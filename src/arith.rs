//! Pure arithmetic over vectors fetched from the store.
//!
//! Nothing here touches the store: results are handed back to the caller
//! and are only persisted by an explicit `named_insert`.

use crate::error::{Result, VemcacheError};
use crate::vector::{self, Vector};

fn check_dims(a: &Vector, b: &Vector) -> Result<()> {
    if a.dim() != b.dim() {
        return Err(VemcacheError::DimensionMismatch {
            left: a.dim(),
            right: b.dim(),
        });
    }
    Ok(())
}

/// Element-wise `a + b`.
///
/// ```
/// use vemcache::{arith, Vector};
///
/// let a = Vector::new(vec![1.0, 2.0]).unwrap();
/// let b = Vector::new(vec![3.0, 4.0]).unwrap();
/// assert_eq!(arith::add(&a, &b).unwrap().components(), &[4.0, 6.0]);
/// ```
pub fn add(a: &Vector, b: &Vector) -> Result<Vector> {
    check_dims(a, b)?;
    let sum = a
        .components()
        .iter()
        .zip(b.components())
        .map(|(x, y)| x + y)
        .collect();
    Vector::from_computed(sum)
}

/// Element-wise `a - b`.
pub fn sub(a: &Vector, b: &Vector) -> Result<Vector> {
    check_dims(a, b)?;
    let diff = a
        .components()
        .iter()
        .zip(b.components())
        .map(|(x, y)| x - y)
        .collect();
    Vector::from_computed(diff)
}

/// Multiplies every component by `s`.
pub fn scale(a: &Vector, s: f64) -> Result<Vector> {
    let scaled = a.components().iter().map(|x| x * s).collect();
    Vector::from_computed(scaled)
}

/// Cosine similarity, `dot(a,b) / (||a|| * ||b||)`.
///
/// Defined as `0.0` when either vector has zero magnitude. Components near
/// the ends of the `f64` range are rescaled rather than overflowing.
/// The similarity index scores candidates with the same formula, so a
/// brute-force ranking built from this function matches `knn` exactly.
pub fn cosine(a: &Vector, b: &Vector) -> Result<f64> {
    check_dims(a, b)?;
    Ok(vector::cosine_with_norms(a.components(), b.components(), a.norm(), b.norm()))
}
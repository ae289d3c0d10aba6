//! Error type shared by the store, the dispatcher and the server.

use thiserror::Error;

#[derive(Error, Debug)]
pub enum VemcacheError {
    /// Malformed request: unknown command, wrong arity, unparsable number
    #[error("{0}")]
    Protocol(String),

    #[error("key '{0}' not found")]
    NotFound(String),

    #[error("dimension mismatch: {left} != {right}")]
    DimensionMismatch { left: usize, right: usize },

    #[error("{0}")]
    InvalidArgument(String),

    /// A broken internal invariant, never caused by the client
    #[error("{0}")]
    Internal(String),

    #[error("IO error: {0}")]
    Io(#[from] std::io::Error),

    #[error("JSON error: {0}")]
    Json(#[from] serde_json::Error),

    #[error("bincode error: {0}")]
    Bincode(#[from] bincode::Error),
}

impl VemcacheError {
    /// Stable token used in `ERR <kind>: <detail>` response lines.
    pub fn kind(&self) -> &'static str {
        match self {
            VemcacheError::Protocol(_) => "protocol",
            VemcacheError::NotFound(_) => "not_found",
            VemcacheError::DimensionMismatch { .. } => "dimension_mismatch",
            VemcacheError::InvalidArgument(_) => "invalid_argument",
            VemcacheError::Internal(_)
            | VemcacheError::Io(_)
            | VemcacheError::Json(_)
            | VemcacheError::Bincode(_) => "internal",
        }
    }

    /// True for failures the client caused and can recover from.
    pub fn is_client_error(&self) -> bool {
        self.kind() != "internal"
    }

    pub(crate) fn protocol(msg: impl Into<String>) -> Self {
        VemcacheError::Protocol(msg.into())
    }

    pub(crate) fn invalid(msg: impl Into<String>) -> Self {
        VemcacheError::InvalidArgument(msg.into())
    }
}

pub type Result<T> = std::result::Result<T, VemcacheError>;
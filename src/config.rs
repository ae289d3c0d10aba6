//! Command-line and environment configuration.

use crate::db::{Snapshot, Vemcache};
use crate::dispatch::Dispatcher;
use crate::error::Result;
use crate::server::DEFAULT_MAX_LINE_BYTES;
use clap::{Args, Parser, Subcommand};
use parking_lot::RwLock;
use std::path::PathBuf;
use std::sync::Arc;

#[derive(Parser, Debug)]
#[command(name = "vemcache", version, about = "In-memory vector cache with similarity search")]
pub struct Cli {
    #[command(subcommand)]
    pub command: Option<Commands>,

    #[command(flatten)]
    pub store: StoreArgs,
}

#[derive(Subcommand, Debug)]
pub enum Commands {
    /// Serve the line protocol over TCP
    Serve(ServeArgs),
    /// Interactive session on stdin (the default)
    Repl,
}

#[derive(Args, Debug, Clone)]
pub struct ServeArgs {
    #[arg(long, env = "VEMCACHE_HOST", default_value = "0.0.0.0")]
    pub host: String,

    #[arg(long, env = "VEMCACHE_PORT", default_value_t = 7070)]
    pub port: u16,

    /// Longest accepted request line, in bytes
    #[arg(long, env = "VEMCACHE_MAX_LINE_BYTES", default_value_t = DEFAULT_MAX_LINE_BYTES)]
    pub max_line_bytes: usize,
}

impl ServeArgs {
    pub fn bind_addr(&self) -> String {
        format!("{}:{}", self.host, self.port)
    }
}

/// Options shared by every mode.
#[derive(Args, Debug, Clone, Default)]
pub struct StoreArgs {
    /// Directory `dump` writes into; dumps are refused when unset
    #[arg(long, env = "VEMCACHE_DUMP_DIR", global = true)]
    pub dump_dir: Option<PathBuf>,

    /// Dump file (.json or bincode) loaded before serving
    #[arg(long, env = "VEMCACHE_PRELOAD", global = true)]
    pub preload: Option<PathBuf>,
}

impl StoreArgs {
    /// Builds the store, preloading it if asked, and wraps it in a dispatcher.
    pub fn open(&self) -> Result<Dispatcher> {
        let db = match &self.preload {
            Some(path) => {
                let db = Vemcache::from_snapshot(Snapshot::load(path)?)?;
                tracing::info!(path = %path.display(), entries = db.len(), "preloaded store");
                db
            }
            None => Vemcache::new(),
        };

        let dispatcher = Dispatcher::new(Arc::new(RwLock::new(db)));
        Ok(match &self.dump_dir {
            Some(dir) => dispatcher.with_dump_dir(dir.clone()),
            None => dispatcher,
        })
    }
}
//! Subscription confirmation handshake.
//!
//! # Responsibilities
//! - Recognise `SubscriptionConfirmation` deliveries by header
//! - Fetch the `SubscribeURL` once and parse the XML it returns
//! - Answer 200 `Subscribed` with the subscription ARN attached, or 400 with the failure
//!
//! # Design Decisions
//! - Fetch, parse and extract run strictly in sequence; the first failure ends the request
//! - No retry and no timeout of its own; the reqwest client decides
//! - Once a confirmation is detected the rest of the chain is never run

use std::sync::Arc;
use std::time::Duration;

use axum::{
    extract::{Request, State},
    http::StatusCode,
    middleware::Next,
    response::{IntoResponse, Response},
};

use crate::config::ConfirmConfig;
use crate::observability::metrics;
use crate::sns::error::ConfirmError;
use crate::sns::logger::{ConfirmLogger, TracingLogger};
use crate::sns::message::{SnsMessage, SnsMessageType};
use crate::sns::xml;

/// Subscription ARN recorded on a successful confirmation response.
///
/// Stored in the response extensions; it is never written to the wire.
#[derive(Debug, Clone, PartialEq, Eq)]
pub struct SubscriptionArn(pub String);

/// Default cap on a buffered confirmation body (SNS messages are at most 256 KiB).
pub const DEFAULT_MAX_BODY_BYTES: usize = 256 * 1024;

/// Confirms SNS subscriptions by visiting the URL SNS hands us.
#[derive(Clone)]
pub struct SnsConfirmHandler {
    client: reqwest::Client,
    logger: Arc<dyn ConfirmLogger>,
    max_body_bytes: usize,
}

impl SnsConfirmHandler {
    /// Create a handler around an existing HTTP client.
    pub fn new(client: reqwest::Client) -> Self {
        Self {
            client,
            logger: Arc::new(TracingLogger),
            max_body_bytes: DEFAULT_MAX_BODY_BYTES,
        }
    }

    /// Build the HTTP client from configuration.
    pub fn from_config(config: &ConfirmConfig) -> Result<Self, reqwest::Error> {
        let mut builder = reqwest::Client::builder();
        if let Some(secs) = config.fetch_timeout_secs {
            builder = builder.timeout(Duration::from_secs(secs));
        }
        if !config.use_system_proxy {
            builder = builder.no_proxy();
        }

        Ok(Self::new(builder.build()?).with_max_body_bytes(config.max_body_bytes))
    }

    pub fn with_logger(mut self, logger: Arc<dyn ConfirmLogger>) -> Self {
        self.logger = logger;
        self
    }

    pub fn with_max_body_bytes(mut self, max_body_bytes: usize) -> Self {
        self.max_body_bytes = max_body_bytes;
        self
    }

    /// Run the handshake and return the subscription ARN.
    pub async fn confirm(&self, request: Request) -> Result<String, ConfirmError> {
        let body = axum::body::to_bytes(request.into_body(), self.max_body_bytes)
            .await
            .map_err(|e| ConfirmError::InvalidMessage(format!("Cannot read request body: {}", e)))?;
        let message = SnsMessage::from_slice(&body)?;
        let subscribe_url = message.subscribe_url()?;

        self.logger.debug(&format!(
            "Received SubscriptionConfirmation request: {}",
            subscribe_url
        ));

        // 1. Fetch
        let response = self.client.get(subscribe_url).send().await?;
        let status = response.status();
        let body = response.text().await?;
        self.logger
            .debug(&format!("Confirmation endpoint answered {}", status));

        // 2. Parse
        let document = xml::parse_document(body).await?;

        // 3. Extract
        xml::subscription_arn(&document).ok_or(ConfirmError::Extraction)
    }

    /// Run the handshake and turn the outcome into the HTTP response.
    pub async fn respond(&self, request: Request) -> Response {
        match self.confirm(request).await {
            Ok(arn) => {
                self.logger.info(&format!("Subscription: {}", arn));
                metrics::record_confirmation("subscribed");

                let mut response = (StatusCode::OK, "Subscribed").into_response();
                response.extensions_mut().insert(SubscriptionArn(arn));
                response
            }
            Err(e) => {
                self.logger.info(&format!(
                    "Subscription confirmation failed ({}): {}",
                    e.kind(),
                    e
                ));
                metrics::record_confirmation(e.kind());
                e.into_response()
            }
        }
    }
}

/// Middleware: answer `SubscriptionConfirmation` deliveries, pass everything else on.
pub async fn sns_confirm_middleware(
    State(handler): State<Arc<SnsConfirmHandler>>,
    request: Request,
    next: Next,
) -> Response {
    match SnsMessageType::from_headers(request.headers()) {
        Some(SnsMessageType::SubscriptionConfirmation) => handler.respond(request).await,
        _ => next.run(request).await,
    }
}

EXERCISE: Across all the entries, count the lines that contain the word "enum" and give the number by itself.

RESPONSE FOR THIS EXERCISE: 2